# INSTRUCTIONS FOR THE TASK
In the listing that follows, the lines starting at the one containing "invokes it and" and ending at the one containing "use serde::Serialize;" are to be returned exactly, both boundary lines included, and no others.

# MATERIAL SUPPLIED
_ _ _
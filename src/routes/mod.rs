//! HTTP gateway for the sensor service (EMBP).
//!
//! Sibling modules each export a subrouter; this gateway merges them, attaches
//! the shared [`SensorService`] state and owns the mapping from
//! [`SensorError`] to HTTP responses.

use axum::{
    extract::{FromRequest, FromRequestParts, Query, Request},
    http::{request::Parts, StatusCode},
    response::{IntoResponse, Response},
    Json, Router,
};
use chrono::{DateTime, NaiveDateTime, Utc};
use serde::{de::DeserializeOwned, Serialize};

use crate::{SensorError, SensorId, SensorService};

mod aggregate;
mod health;
mod metrics;
mod readings;

// ---

pub fn router(service: SensorService) -> Router {
    // ---
    Router::new()
        .merge(readings::router())
        .merge(metrics::router())
        .merge(aggregate::router())
        .merge(health::router())
        .with_state(service)
}

/// JSON body returned for every failed request.
#[derive(Serialize)]
struct ErrorBody {
    timestamp: DateTime<Utc>,
    error: &'static str,
    message: String,
}

impl SensorError {
    fn status_and_label(&self) -> (StatusCode, &'static str) {
        match self {
            SensorError::Save { .. } => (StatusCode::INTERNAL_SERVER_ERROR, "Sensor Save Error"),
            SensorError::Processing(_) => (StatusCode::INTERNAL_SERVER_ERROR, "Processing Error"),
            SensorError::Store(_) => (StatusCode::INTERNAL_SERVER_ERROR, "Store Error"),
            SensorError::NotFound(_) => (StatusCode::NOT_FOUND, "Sensor Not Found"),
            SensorError::InvalidRange { .. } => (StatusCode::BAD_REQUEST, "Invalid Range"),
            SensorError::InvalidInput(_) => (StatusCode::BAD_REQUEST, "Invalid Input"),
            SensorError::Aggregation { .. } => {
                (StatusCode::BAD_REQUEST, "Metric Calculation Error")
            }
        }
    }
}

impl IntoResponse for SensorError {
    fn into_response(self) -> Response {
        // ---
        let (status, label) = self.status_and_label();
        if status.is_server_error() {
            tracing::error!("{}: {}", label, self);
        } else {
            tracing::debug!("{}: {}", label, self);
        }

        let body = ErrorBody {
            timestamp: Utc::now(),
            error: label,
            message: self.to_string(),
        };
        (status, Json(body)).into_response()
    }
}

/// `Query` extractor whose rejection is a JSON [`SensorError::InvalidInput`]
/// instead of axum's plain-text body.
struct ApiQuery<T>(T);

impl<T, S> FromRequestParts<S> for ApiQuery<T>
where
    T: DeserializeOwned,
    S: Send + Sync,
{
    type Rejection = SensorError;

    async fn from_request_parts(parts: &mut Parts, state: &S) -> Result<Self, Self::Rejection> {
        // ---
        let Query(value) = Query::<T>::from_request_parts(parts, state)
            .await
            .map_err(|rejection| SensorError::InvalidInput(rejection.body_text()))?;
        Ok(ApiQuery(value))
    }
}

/// `Json` body extractor with the same error shape as [`ApiQuery`].
struct ApiJson<T>(T);

impl<T, S> FromRequest<S> for ApiJson<T>
where
    T: DeserializeOwned,
    S: Send + Sync,
{
    type Rejection = SensorError;

    async fn from_request(req: Request, state: &S) -> Result<Self, Self::Rejection> {
        // ---
        let Json(value) = Json::<T>::from_request(req, state)
            .await
            .map_err(|rejection| SensorError::InvalidInput(rejection.body_text()))?;
        Ok(ApiJson(value))
    }
}

/// Parse an optional date query parameter. Accepts RFC 3339 or a zone-less
/// ISO date-time, which is taken as UTC.
fn parse_timestamp(name: &str, raw: Option<&str>) -> Result<Option<DateTime<Utc>>, SensorError> {
    // ---
    let Some(raw) = raw.map(str::trim).filter(|s| !s.is_empty()) else {
        return Ok(None);
    };

    if let Ok(ts) = DateTime::parse_from_rfc3339(raw) {
        return Ok(Some(ts.with_timezone(&Utc)));
    }
    NaiveDateTime::parse_from_str(raw, "%Y-%m-%dT%H:%M:%S%.f")
        .map(|naive| Some(naive.and_utc()))
        .map_err(|e| SensorError::InvalidInput(format!("{name} '{raw}': {e}")))
}

/// Parse a comma separated sensor id list such as `11,12`.
fn parse_sensor_ids(raw: &str) -> Result<Vec<SensorId>, SensorError> {
    // ---
    let ids: Vec<SensorId> = raw
        .split(',')
        .map(str::trim)
        .filter(|s| !s.is_empty())
        .map(SensorId::from)
        .collect();

    if ids.is_empty() {
        return Err(SensorError::InvalidInput("sensor_ids must not be empty".into()));
    }
    Ok(ids)
}
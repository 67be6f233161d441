//! Query and aggregation engine for weather sensor readings.
//!
//! Readings (temperature, humidity, wind speed per sensor) are ingested with a
//! server-assigned timestamp and can then be retrieved raw, projected onto a
//! subset of metrics, filtered by time range, or reduced to min/max/sum/avg per
//! sensor.
//!
//! Module boundaries follow the Explicit Module Boundary Pattern (EMBP): the
//! binary in `main.rs` only talks to `config`, `schema`, `store` and `routes`,
//! and the route handlers only talk to [`SensorService`].

pub mod config;
pub mod error;
pub mod models;
pub mod projection;
pub mod routes;
pub mod schema;
pub mod service;
pub mod stats;
pub mod store;
pub mod validation;

pub use config::{Config, StoreBackend};
pub use error::{CalculationError, SensorError, StoreError};
pub use models::{
    AggregationResult, Metric, MetricSelection, NewReading, PendingReading, ProjectedReading,
    Reading, SensorId, TimeRange,
};
pub use service::{Clock, SensorService};
pub use stats::Statistic;
pub use store::{InMemoryReadingStore, PgReadingStore, ReadingStore};
//! In-process [`ReadingStore`] kept behind an async `RwLock`.

use async_trait::async_trait;
use chrono::{DateTime, Utc};
use tokio::sync::RwLock;

use super::ReadingStore;
use crate::error::StoreError;
use crate::models::{PendingReading, Reading, SensorId};

// ---

#[derive(Debug, Default)]
struct Inner {
    next_id: i64,
    readings: Vec<Reading>,
}

/// Volatile reading store. Ids start at 1 and increase monotonically.
#[derive(Debug, Default)]
pub struct InMemoryReadingStore {
    inner: RwLock<Inner>,
}

impl InMemoryReadingStore {
    pub fn new() -> Self {
        Self::default()
    }

    async fn select<F>(&self, keep: F) -> Vec<Reading>
    where
        F: Fn(&Reading) -> bool,
    {
        // ---
        let inner = self.inner.read().await;
        let mut found: Vec<Reading> = inner.readings.iter().filter(|r| keep(r)).cloned().collect();
        found.sort_by(|a, b| a.timestamp.cmp(&b.timestamp).then(a.id.cmp(&b.id)));
        found
    }
}

#[async_trait]
impl ReadingStore for InMemoryReadingStore {
    async fn save(&self, reading: PendingReading) -> Result<Reading, StoreError> {
        // ---
        let mut inner = self.inner.write().await;
        inner.next_id += 1;
        let stored = Reading::from_pending(inner.next_id, reading);
        inner.readings.push(stored.clone());
        Ok(stored)
    }

    async fn find_all(&self) -> Result<Vec<Reading>, StoreError> {
        Ok(self.select(|_| true).await)
    }

    async fn find_by_sensor_id(&self, sensor_id: &SensorId) -> Result<Vec<Reading>, StoreError> {
        Ok(self.select(|r| &r.sensor_id == sensor_id).await)
    }

    async fn find_by_sensor_id_and_timestamp_between(
        &self,
        sensor_id: &SensorId,
        start: DateTime<Utc>,
        end: DateTime<Utc>,
    ) -> Result<Vec<Reading>, StoreError> {
        // ---
        Ok(self
            .select(|r| &r.sensor_id == sensor_id && start <= r.timestamp && r.timestamp <= end)
            .await)
    }

    async fn find_by_sensor_ids_and_timestamp_between(
        &self,
        sensor_ids: &[SensorId],
        start: DateTime<Utc>,
        end: DateTime<Utc>,
    ) -> Result<Vec<Reading>, StoreError> {
        // ---
        Ok(self
            .select(|r| {
                sensor_ids.contains(&r.sensor_id) && start <= r.timestamp && r.timestamp <= end
            })
            .await)
    }
}
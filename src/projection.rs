//! Per-field projection of stored readings.

use crate::error::{Result, SensorError};
use crate::models::{Metric, MetricSelection, ProjectedReading, Reading};

// ---

/// Project each reading onto the selected metrics, preserving order.
///
/// Unselected metrics are absent in the output. The batch is all-or-nothing:
/// a requested metric holding a non-finite value fails the whole call, since
/// it cannot be told apart from an absent field once serialized.
pub fn project(readings: &[Reading], selection: MetricSelection) -> Result<Vec<ProjectedReading>> {
    // ---
    if readings.is_empty() {
        return Err(SensorError::NotFound(
            "no sensor readings to project metrics from".to_string(),
        ));
    }

    readings.iter().map(|r| project_one(r, selection)).collect()
}

fn project_one(reading: &Reading, selection: MetricSelection) -> Result<ProjectedReading> {
    // ---
    let pick = |metric: Metric| -> Result<Option<f64>> {
        if !selection.wants(metric) {
            return Ok(None);
        }
        match reading.metric(metric) {
            Some(v) if !v.is_finite() => Err(SensorError::Processing(format!(
                "reading {} for sensor {} has non-finite {}: {}",
                reading.id,
                reading.sensor_id,
                metric.name(),
                v
            ))),
            value => Ok(value),
        }
    };

    Ok(ProjectedReading {
        id: reading.id,
        sensor_id: reading.sensor_id.clone(),
        timestamp: reading.timestamp,
        temperature: pick(Metric::Temperature)?,
        humidity: pick(Metric::Humidity)?,
        wind_speed: pick(Metric::WindSpeed)?,
    })
}
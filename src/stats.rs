//! Statistics over a column of metric values.

use std::str::FromStr;

use crate::error::CalculationError;

/// Supported statistics. Names parse case-insensitively.
#[derive(Debug, Clone, Copy, PartialEq, Eq)]
pub enum Statistic {
    Min,
    Max,
    Sum,
    Avg,
}

impl FromStr for Statistic {
    type Err = CalculationError;

    fn from_str(s: &str) -> Result<Self, Self::Err> {
        match s.to_ascii_lowercase().as_str() {
            "min" => Ok(Statistic::Min),
            "max" => Ok(Statistic::Max),
            "sum" => Ok(Statistic::Sum),
            "avg" => Ok(Statistic::Avg),
            _ => Err(CalculationError::UnknownStatistic(s.to_string())),
        }
    }
}

impl Statistic {
    /// Apply to a non-empty slice. Returns `None` on empty input.
    pub fn apply(self, values: &[f64]) -> Option<f64> {
        // ---
        if values.is_empty() {
            return None;
        }

        let value = match self {
            Statistic::Min => values.iter().copied().fold(f64::INFINITY, f64::min),
            Statistic::Max => values.iter().copied().fold(f64::NEG_INFINITY, f64::max),
            Statistic::Sum => values.iter().sum(),
            // running mean, stays finite wherever the inputs are
            Statistic::Avg => values
                .iter()
                .enumerate()
                .fold(0.0, |mean, (i, x)| mean + (x - mean) / (i + 1) as f64),
        };
        Some(value)
    }
}

/// Compute the named statistic over `values`.
///
/// Fails on empty input before the name is looked at, on any name other
/// than `min`, `max`, `sum` or `avg`, and when the result is not finite.
pub fn calculate(values: &[f64], statistic: &str) -> Result<f64, CalculationError> {
    // ---
    if values.is_empty() {
        return Err(CalculationError::Empty {
            statistic: statistic.to_string(),
        });
    }

    let stat: Statistic = statistic.parse()?;
    let value = stat.apply(values).ok_or_else(|| CalculationError::Empty {
        statistic: statistic.to_string(),
    })?;

    if !value.is_finite() {
        return Err(CalculationError::NonFinite {
            statistic: statistic.to_string(),
            value,
        });
    }
    Ok(value)
}
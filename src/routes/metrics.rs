//! Per-field projection endpoints.

use axum::{
    extract::State,
    routing::get,
    Json, Router,
};
use serde::Deserialize;
use tracing::info;

use super::{parse_timestamp, ApiQuery};
use crate::{MetricSelection, ProjectedReading, SensorError, SensorId, SensorService};

// ---

pub fn router() -> Router<SensorService> {
    // ---
    Router::new()
        .route("/sensors/get-metrics", get(get_metrics))
        .route("/sensors/get-metrics-and-time-period", get(get_metrics_in_range))
}

/// Query parameters shared by both projection endpoints. Metric flags default
/// to `false`; dates are only read by the time-period variant.
#[derive(Debug, Deserialize)]
struct MetricsQuery {
    sensor_id: SensorId,
    #[serde(default)]
    temperature: bool,
    #[serde(default)]
    humidity: bool,
    #[serde(default)]
    wind: bool,
    start_date: Option<String>,
    end_date: Option<String>,
}

impl MetricsQuery {
    fn selection(&self) -> MetricSelection {
        MetricSelection::new(self.temperature, self.humidity, self.wind)
    }
}

async fn get_metrics(
    State(service): State<SensorService>,
    ApiQuery(params): ApiQuery<MetricsQuery>,
) -> Result<Json<Vec<ProjectedReading>>, SensorError> {
    // ---
    info!("GET /sensors/get-metrics - {:?}", params);
    let projected = service
        .get_metrics_for_sensor(&params.sensor_id, params.selection())
        .await?;
    Ok(Json(projected))
}

async fn get_metrics_in_range(
    State(service): State<SensorService>,
    ApiQuery(params): ApiQuery<MetricsQuery>,
) -> Result<Json<Vec<ProjectedReading>>, SensorError> {
    // ---
    info!("GET /sensors/get-metrics-and-time-period - {:?}", params);
    let start = parse_timestamp("start_date", params.start_date.as_deref())?;
    let end = parse_timestamp("end_date", params.end_date.as_deref())?;

    let projected = service
        .get_metrics_in_range(&params.sensor_id, params.selection(), start, end)
        .await?;
    Ok(Json(projected))
}
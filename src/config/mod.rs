pub use hlsaux_core::config::*;

use anyhow::{Context, Result};
use std::path::Path;

/// Load configuration from a TOML file
pub fn load_config(path: &Path) -> Result<Config> {
    let content = std::fs::read_to_string(path)
        .with_context(|| format!("Failed to read config file: {:?}", path))?;

    let config = Config::from_toml(&content)
        .with_context(|| format!("Failed to parse config file: {:?}", path))?;

    config
        .check()
        .with_context(|| format!("Invalid config file: {:?}", path))?;

    for warning in config.validate() {
        tracing::warn!("{}", warning);
    }

    Ok(config)
}

/// Load config from default locations or return default config
pub fn load_config_or_default(custom_path: Option<&Path>) -> Result<Config> {
    if let Some(path) = custom_path {
        return load_config(path);
    }

    let default_paths = ["./hlsaux.toml", "~/.config/hlsaux/config.toml"];

    for path_str in default_paths {
        let path = shellexpand::tilde(path_str);
        let path = Path::new(path.as_ref());
        if path.exists() {
            tracing::debug!("Using config file {:?}", path);
            return load_config(path);
        }
    }

    Ok(Config::default())
}
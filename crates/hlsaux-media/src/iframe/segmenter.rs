//! Keyframe-bounded byte ranges of one segment file.

use hlsaux_core::{Error, PacketRecord, Result};

/// A keyframe range with offsets as the probe saw them (init segment
/// included).
#[derive(Debug, Clone, PartialEq)]
pub struct RawIFrame {
    pub offset: u64,
    pub length: u64,
    /// Duration from this keyframe up to the next one or end of input.
    pub duration_secs: f64,
}

/// Reduce one segment's packets to keyframe ranges in a single pass.
///
/// A keyframe's range runs up to the next packet. The last packet of the
/// segment has nothing after it, so its reported size plus `padding` is
/// used instead. Non-key packets extend the duration of the open range.
///
/// Returns an empty vector when no keyframe is present; the caller decides
/// how to report that. Packet offsets must strictly increase.
pub fn segment_keyframes(packets: &[PacketRecord], padding: u64) -> Result<Vec<RawIFrame>> {
    let mut entries = Vec::new();
    let mut open: Option<RawIFrame> = None;

    for (i, packet) in packets.iter().enumerate() {
        let next = packets.get(i + 1);
        if let Some(next) = next {
            if next.offset <= packet.offset {
                return Err(Error::probe(format!(
                    "packet offsets not increasing: {} followed by {}",
                    packet.offset, next.offset
                )));
            }
        }

        if packet.keyframe {
            if let Some(done) = open.take() {
                entries.push(done);
            }
            let length = match next {
                Some(next) => next.offset - packet.offset,
                None => packet.size + padding,
            };
            open = Some(RawIFrame {
                offset: packet.offset,
                length,
                duration_secs: packet.duration_secs,
            });
        } else if let Some(entry) = open.as_mut() {
            entry.duration_secs += packet.duration_secs;
        }
    }

    if let Some(done) = open {
        entries.push(done);
    }

    Ok(entries)
}
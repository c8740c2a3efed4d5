//! Packet-level probing.
//!
//! The external probing tool is a black box: [`PacketProbe`] invokes it and
//! [`parse_packets`] normalizes its JSON into [`hlsaux_core::PacketRecord`]s.

mod packets;

pub use packets::{parse_packets, PacketProbe};
//! Per-unit outcomes of a run.

use std::fmt;
use std::path::PathBuf;

use hlsaux_core::Warning;
use serde::Serialize;

/// Which pipeline a unit belongs to.
#[derive(Debug, Clone, Copy, PartialEq, Eq, Serialize)]
#[serde(rename_all = "snake_case")]
pub enum UnitKind {
    /// One variant's I-frame-only playlist.
    IFrames,
    /// One segmented caption stream.
    Captions,
}

impl fmt::Display for UnitKind {
    fn fmt(&self, f: &mut fmt::Formatter<'_>) -> fmt::Result {
        match self {
            UnitKind::IFrames => write!(f, "iframes"),
            UnitKind::Captions => write!(f, "captions"),
        }
    }
}

/// How a unit ended.
#[derive(Debug, Clone, PartialEq, Eq, Serialize)]
#[serde(tag = "status", rename_all = "snake_case")]
pub enum UnitOutcome {
    Completed {
        /// Files written by the unit.
        artifacts: Vec<PathBuf>,
    },
    Failed {
        error: String,
    },
}

/// Result of one variant or caption stream.
#[derive(Debug, Clone, PartialEq, Eq, Serialize)]
pub struct UnitReport {
    pub kind: UnitKind,
    /// Variant URI or caption stream name.
    pub name: String,
    #[serde(flatten)]
    pub outcome: UnitOutcome,
    /// Non-fatal degradations, rendered for display.
    pub warnings: Vec<String>,
}

impl UnitReport {
    pub fn completed(
        kind: UnitKind,
        name: impl Into<String>,
        artifacts: Vec<PathBuf>,
        warnings: &[Warning],
    ) -> Self {
        Self {
            kind,
            name: name.into(),
            outcome: UnitOutcome::Completed { artifacts },
            warnings: warnings.iter().map(ToString::to_string).collect(),
        }
    }

    /// A failed unit. The reason is logged here so every failure leaves a
    /// trace even when the report is never printed.
    pub fn failed(kind: UnitKind, name: impl Into<String>, error: &hlsaux_core::Error) -> Self {
        let name = name.into();
        tracing::error!(unit = %kind, name = %name, "unit failed: {error}");
        Self {
            kind,
            name,
            outcome: UnitOutcome::Failed {
                error: error.to_string(),
            },
            warnings: Vec::new(),
        }
    }

    pub fn is_failed(&self) -> bool {
        matches!(self.outcome, UnitOutcome::Failed { .. })
    }
}

/// Aggregated outcome of every unit in a run.
#[derive(Debug, Clone, Default, PartialEq, Eq, Serialize)]
pub struct RunReport {
    pub units: Vec<UnitReport>,
}

impl RunReport {
    pub fn push(&mut self, unit: UnitReport) {
        self.units.push(unit);
    }

    pub fn extend(&mut self, units: impl IntoIterator<Item = UnitReport>) {
        self.units.extend(units);
    }

    pub fn has_failures(&self) -> bool {
        self.units.iter().any(UnitReport::is_failed)
    }

    pub fn warning_count(&self) -> usize {
        self.units.iter().map(|u| u.warnings.len()).sum()
    }
}

impl fmt::Display for RunReport {
    fn fmt(&self, f: &mut fmt::Formatter<'_>) -> fmt::Result {
        for unit in &self.units {
            match &unit.outcome {
                UnitOutcome::Completed { artifacts } => {
                    writeln!(
                        f,
                        "✓ [{}] {} ({} files)",
                        unit.kind,
                        unit.name,
                        artifacts.len()
                    )?;
                }
                UnitOutcome::Failed { error } => {
                    writeln!(f, "✗ [{}] {}: {}", unit.kind, unit.name, error)?;
                }
            }
            for warning in &unit.warnings {
                writeln!(f, "    warning: {warning}")?;
            }
        }

        let failed = self.units.iter().filter(|u| u.is_failed()).count();
        write!(
            f,
            "{} units, {} failed, {} warnings",
            self.units.len(),
            failed,
            self.warning_count()
        )
    }
}
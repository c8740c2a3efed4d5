//! hlsaux-media: the synchronous core of derived-playlist synthesis.
//!
//! Everything here is pure computation over in-memory records; process
//! spawning and file IO live in `hlsaux-av` and the `hlsaux` binary.
//!
//! # Modules
//!
//! - [`iframe`] - Keyframe byte ranges and I-frame-only playlist assembly
//! - [`webvtt`] - WebVTT cue parsing and fixed-window caption segmentation
//! - [`hls`] - Chunklist reading, playlist rendering, master playlist rewriting

pub mod hls;
pub mod iframe;
pub mod webvtt;

pub use hls::{
    read_playlist, rewrite_master, CaptionPlaylist, ChunkSegment, Chunklist, IFrameEntry,
    IFramePlaylist, PlaylistKind, VariantRef,
};
pub use iframe::{segment_keyframes, IFramePlaylistBuilder, RawIFrame};
pub use webvtt::{
    render_segment, segment_file_name, CaptionBlock, CaptionSegment, CaptionSegmenter, CueBlocks,
    CueEvent, CueParser,
};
_ _ _
# REPLY TO THE EXERCISE
//! The external probing tool is a black box: [`PacketProbe`] invokes it and
//! [`parse_packets`] normalizes its JSON into [`hlsaux_core::PacketRecord`]s.

mod packets;

pub use packets::{parse_packets, PacketProbe};
//! Per-unit outcomes of a run.

use std::fmt;
use std::path::PathBuf;

use hlsaux_core::Warning;
use serde::Serialize;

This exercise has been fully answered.